San Francisco’s Civil Grand Jury released a report today saying the city’s Department of Homelessness and Supportive Housing (HSH) is failing to use the data it collects to hold service providers accountable and protect vulnerable residents. The report calls for significant reform.
The report, titled “At Scale, At Risk-Upgrading Data and Oversight to Improve Homelessness Services,” says the agency lacks the ability to identify safety risks, troubling trends, and ways to intervene when problems arise at shelters and permanent supportive housing sites. It also says the Homelessness Oversight Commission is not fully exercising its authority to scrutinize the department’s operations.
“We have made tremendous progress, but there is still a lot more work to do”
— Homelessness Oversight Commissioner Sharky Laguana
HSH oversees roughly $500 million in annual nonprofit contracts covering street outreach, shelters, homelessness prevention programs, and supportive housing. Yet the civil grand jury found that while the city collects extensive information about critical incidents involving clients, it does little to analyze or use it to inform contract decisions and oversight.
“Safety should be a central criterion to how the City assesses and approves nonprofit contracts to address homelessness — and today it is not,” Investigation Committee Chair Gary Hsueh said in a statement announcing the report.
The findings come as San Francisco continues to devote significant resources to addressing homelessness while facing mounting pressure to demonstrate results.
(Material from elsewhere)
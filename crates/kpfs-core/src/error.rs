//! Error types for the kpfs-core crate

// Re-export error types from submodules
pub use crate::loader::LoadError;
pub use crate::projection::{ProjectionError, ProjectionResult};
Overall, homelessness appears to be down, but street conditions issues persist, and there has been an uptick in the number of homeless families. The report notes that the department’s budget growth has leveled off even as the crisis persists. That makes efficient management and accountability more important.
Jurors pointed to recent concerns surrounding the death of Eric McCain at the Jazzie Collins Apartments and the planned closure of the shelter at 711 Post Street as examples of why stronger safety oversight is needed. According to the report, critical incident reports are collected but are “rarely weighed” when the city evaluates nonprofit providers or renews contracts.
The report identifies permanent supportive housing as a particular concern. Those facilities account for nearly half of HSH’s shelter and housing inventory, and the grand jury concluded that monitoring of conditions and client safety could be significantly improved.
The civil grand jury also recommends creating a dedicated safety and compliance unit within HSH to study incidents and identify risks. It also calls for standardized safety benchmarks to be incorporated into nonprofit contracts, so the city can set thresholds for serious incidents and intervene when those thresholds are exceeded.
Other recommendations include expanding the department’s use of data-driven performance monitoring, strengthening contract oversight through its new management systems, and giving the Homelessness Oversight Commission additional training and support to conduct audits and publicly review contracts. The report also urges the city to conduct unannounced inspections of shelters and permanent supportive housing sites.
Homelessness Oversight Commissioner Sharky Laguana told The Voice that he agrees with the report’s findings. “We have made tremendous progress, but there is still a lot more work to do,” he said in an interview today. “I’ll be working with my colleagues on the commission to respond to the report as requested, while working with HSH, the mayor’s office, and the Board of Supervisors towards the core primary goal: reducing homelessness in San Francisco.”
The city must issue formal responses to the grand jury’s findings and recommendations in the coming months. The Board of Supervisors is also expected to hold a public hearing examining the report and the city’s response.
Also today, the city’s Housing Accelerator Fund announced $7 million in grants from the public/private Breaking the Cycle fund to fix deferred maintenance and upgrade the city’s permanent supportive housing portfolio. The improvements will be applied to 63 sites operated by nine contractors, serving more than 5,100 residents.